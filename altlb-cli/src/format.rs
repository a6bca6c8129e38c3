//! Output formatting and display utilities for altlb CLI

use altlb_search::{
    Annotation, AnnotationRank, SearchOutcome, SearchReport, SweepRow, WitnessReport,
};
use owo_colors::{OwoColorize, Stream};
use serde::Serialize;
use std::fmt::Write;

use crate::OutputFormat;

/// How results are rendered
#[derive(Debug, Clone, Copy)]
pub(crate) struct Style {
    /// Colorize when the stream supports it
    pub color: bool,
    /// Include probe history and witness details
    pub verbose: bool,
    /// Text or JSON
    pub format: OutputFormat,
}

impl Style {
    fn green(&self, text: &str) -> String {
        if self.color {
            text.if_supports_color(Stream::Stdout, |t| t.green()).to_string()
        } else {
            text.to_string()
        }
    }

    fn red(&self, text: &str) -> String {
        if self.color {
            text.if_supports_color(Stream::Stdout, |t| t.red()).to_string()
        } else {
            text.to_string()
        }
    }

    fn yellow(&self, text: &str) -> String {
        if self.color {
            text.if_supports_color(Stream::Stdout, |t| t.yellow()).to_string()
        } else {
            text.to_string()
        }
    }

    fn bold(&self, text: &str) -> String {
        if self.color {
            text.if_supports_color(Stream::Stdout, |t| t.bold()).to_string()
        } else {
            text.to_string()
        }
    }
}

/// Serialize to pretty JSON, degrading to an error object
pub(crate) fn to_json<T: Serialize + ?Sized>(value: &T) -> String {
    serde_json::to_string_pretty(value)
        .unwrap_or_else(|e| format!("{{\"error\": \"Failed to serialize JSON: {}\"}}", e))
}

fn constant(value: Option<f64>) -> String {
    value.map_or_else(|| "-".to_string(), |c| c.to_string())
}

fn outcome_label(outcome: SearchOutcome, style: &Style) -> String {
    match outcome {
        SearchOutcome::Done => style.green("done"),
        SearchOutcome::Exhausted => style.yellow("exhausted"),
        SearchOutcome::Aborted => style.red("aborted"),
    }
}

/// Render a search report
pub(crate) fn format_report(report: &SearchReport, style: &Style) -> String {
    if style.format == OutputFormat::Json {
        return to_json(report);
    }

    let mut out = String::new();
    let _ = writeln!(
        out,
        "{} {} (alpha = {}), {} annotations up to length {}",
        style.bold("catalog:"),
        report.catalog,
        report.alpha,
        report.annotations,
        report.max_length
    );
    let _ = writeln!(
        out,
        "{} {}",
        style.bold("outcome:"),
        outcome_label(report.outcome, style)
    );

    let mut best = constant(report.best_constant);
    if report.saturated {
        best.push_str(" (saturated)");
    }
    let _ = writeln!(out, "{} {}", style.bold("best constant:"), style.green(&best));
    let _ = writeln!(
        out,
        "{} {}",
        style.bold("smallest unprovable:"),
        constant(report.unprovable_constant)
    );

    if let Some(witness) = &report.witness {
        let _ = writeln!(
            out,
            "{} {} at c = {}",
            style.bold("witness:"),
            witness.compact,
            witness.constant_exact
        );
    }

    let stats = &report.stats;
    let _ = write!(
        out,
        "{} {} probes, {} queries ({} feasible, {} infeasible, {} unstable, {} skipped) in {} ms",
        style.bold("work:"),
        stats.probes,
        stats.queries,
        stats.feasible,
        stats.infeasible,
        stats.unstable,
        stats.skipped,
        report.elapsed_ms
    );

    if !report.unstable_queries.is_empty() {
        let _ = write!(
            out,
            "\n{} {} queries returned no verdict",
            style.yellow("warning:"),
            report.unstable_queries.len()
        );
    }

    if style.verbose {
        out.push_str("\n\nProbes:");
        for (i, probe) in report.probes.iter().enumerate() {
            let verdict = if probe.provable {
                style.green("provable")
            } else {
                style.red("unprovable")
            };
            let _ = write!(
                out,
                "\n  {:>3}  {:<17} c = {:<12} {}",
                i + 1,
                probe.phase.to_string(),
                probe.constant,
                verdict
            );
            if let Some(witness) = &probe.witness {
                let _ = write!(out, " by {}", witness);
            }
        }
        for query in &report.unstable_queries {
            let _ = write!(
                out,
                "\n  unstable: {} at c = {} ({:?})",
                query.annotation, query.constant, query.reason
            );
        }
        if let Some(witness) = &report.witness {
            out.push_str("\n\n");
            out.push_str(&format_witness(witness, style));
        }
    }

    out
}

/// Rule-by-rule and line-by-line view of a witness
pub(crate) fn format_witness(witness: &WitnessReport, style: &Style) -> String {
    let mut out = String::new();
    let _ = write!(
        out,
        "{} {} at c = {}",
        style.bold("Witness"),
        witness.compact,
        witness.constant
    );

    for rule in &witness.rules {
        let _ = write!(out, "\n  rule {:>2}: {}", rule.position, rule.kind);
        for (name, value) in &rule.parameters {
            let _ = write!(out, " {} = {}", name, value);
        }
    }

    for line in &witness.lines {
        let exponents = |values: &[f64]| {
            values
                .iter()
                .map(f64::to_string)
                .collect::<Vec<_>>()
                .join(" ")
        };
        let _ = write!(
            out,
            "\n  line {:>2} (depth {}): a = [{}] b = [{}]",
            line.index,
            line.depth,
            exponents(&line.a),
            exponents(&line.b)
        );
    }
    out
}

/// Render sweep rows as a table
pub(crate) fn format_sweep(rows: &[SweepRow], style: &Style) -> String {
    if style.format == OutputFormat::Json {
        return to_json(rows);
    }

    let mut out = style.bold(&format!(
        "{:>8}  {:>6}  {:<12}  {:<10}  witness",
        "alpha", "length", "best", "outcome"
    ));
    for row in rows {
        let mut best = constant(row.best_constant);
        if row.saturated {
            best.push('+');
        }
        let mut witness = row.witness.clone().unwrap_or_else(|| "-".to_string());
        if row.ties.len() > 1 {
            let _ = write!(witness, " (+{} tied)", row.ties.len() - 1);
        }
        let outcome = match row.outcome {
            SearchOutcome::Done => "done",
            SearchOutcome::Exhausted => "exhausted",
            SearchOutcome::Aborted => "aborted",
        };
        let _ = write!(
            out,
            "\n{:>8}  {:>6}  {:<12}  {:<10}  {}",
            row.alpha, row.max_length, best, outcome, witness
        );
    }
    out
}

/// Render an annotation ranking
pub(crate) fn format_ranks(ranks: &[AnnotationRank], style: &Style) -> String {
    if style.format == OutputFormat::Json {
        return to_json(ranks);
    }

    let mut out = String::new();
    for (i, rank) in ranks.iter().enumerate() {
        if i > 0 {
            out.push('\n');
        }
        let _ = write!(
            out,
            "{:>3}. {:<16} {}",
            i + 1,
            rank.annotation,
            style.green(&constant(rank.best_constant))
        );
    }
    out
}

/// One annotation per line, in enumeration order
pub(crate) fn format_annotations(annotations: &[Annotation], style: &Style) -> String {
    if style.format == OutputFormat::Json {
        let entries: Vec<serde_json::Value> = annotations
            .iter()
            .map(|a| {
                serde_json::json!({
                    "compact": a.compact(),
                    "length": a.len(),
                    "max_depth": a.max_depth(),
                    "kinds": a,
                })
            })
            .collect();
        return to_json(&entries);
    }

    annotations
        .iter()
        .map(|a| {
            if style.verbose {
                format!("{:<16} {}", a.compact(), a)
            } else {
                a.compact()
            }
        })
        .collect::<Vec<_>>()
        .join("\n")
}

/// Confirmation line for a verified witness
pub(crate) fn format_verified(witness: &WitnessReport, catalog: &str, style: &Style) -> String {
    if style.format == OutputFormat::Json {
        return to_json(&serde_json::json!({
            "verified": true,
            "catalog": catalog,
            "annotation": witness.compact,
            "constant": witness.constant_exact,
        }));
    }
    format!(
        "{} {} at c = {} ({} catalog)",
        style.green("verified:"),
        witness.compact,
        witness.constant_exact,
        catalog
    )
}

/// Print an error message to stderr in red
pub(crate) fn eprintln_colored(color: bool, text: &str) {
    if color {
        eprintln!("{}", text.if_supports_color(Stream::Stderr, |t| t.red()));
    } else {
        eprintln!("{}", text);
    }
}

....................

ACTIVITY
Once the line containing "an error object" has been retyped, stop. Begin at the first line of the material and reproduce every line up to it exactly.

YOUR RESPONSE
filename altlb-cli/src/format.rs
repository a6bca6c8129e38c3
//! Output formatting and display utilities for altlb CLI

use altlb_search::{
    Annotation, AnnotationRank, SearchOutcome, SearchReport, SweepRow, WitnessReport,
};
use owo_colors::{OwoColorize, Stream};
use serde::Serialize;
use std::fmt::Write;

use crate::OutputFormat;

/// How results are rendered
#[derive(Debug, Clone, Copy)]
pub(crate) struct Style {
    /// Colorize when the stream supports it
    pub color: bool,
    /// Include probe history and witness details
    pub verbose: bool,
    /// Text or JSON
    pub format: OutputFormat,
}

impl Style {
    fn green(&self, text: &str) -> String {
        if self.color {
            text.if_supports_color(Stream::Stdout, |t| t.green()).to_string()
        } else {
            text.to_string()
        }
    }

    fn red(&self, text: &str) -> String {
        if self.color {
            text.if_supports_color(Stream::Stdout, |t| t.red()).to_string()
        } else {
            text.to_string()
        }
    }

    fn yellow(&self, text: &str) -> String {
        if self.color {
            text.if_supports_color(Stream::Stdout, |t| t.yellow()).to_string()
        } else {
            text.to_string()
        }
    }

    fn bold(&self, text: &str) -> String {
        if self.color {
            text.if_supports_color(Stream::Stdout, |t| t.bold()).to_string()
        } else {
            text.to_string()
        }
    }
}

/// Serialize to pretty JSON, degrading to an error object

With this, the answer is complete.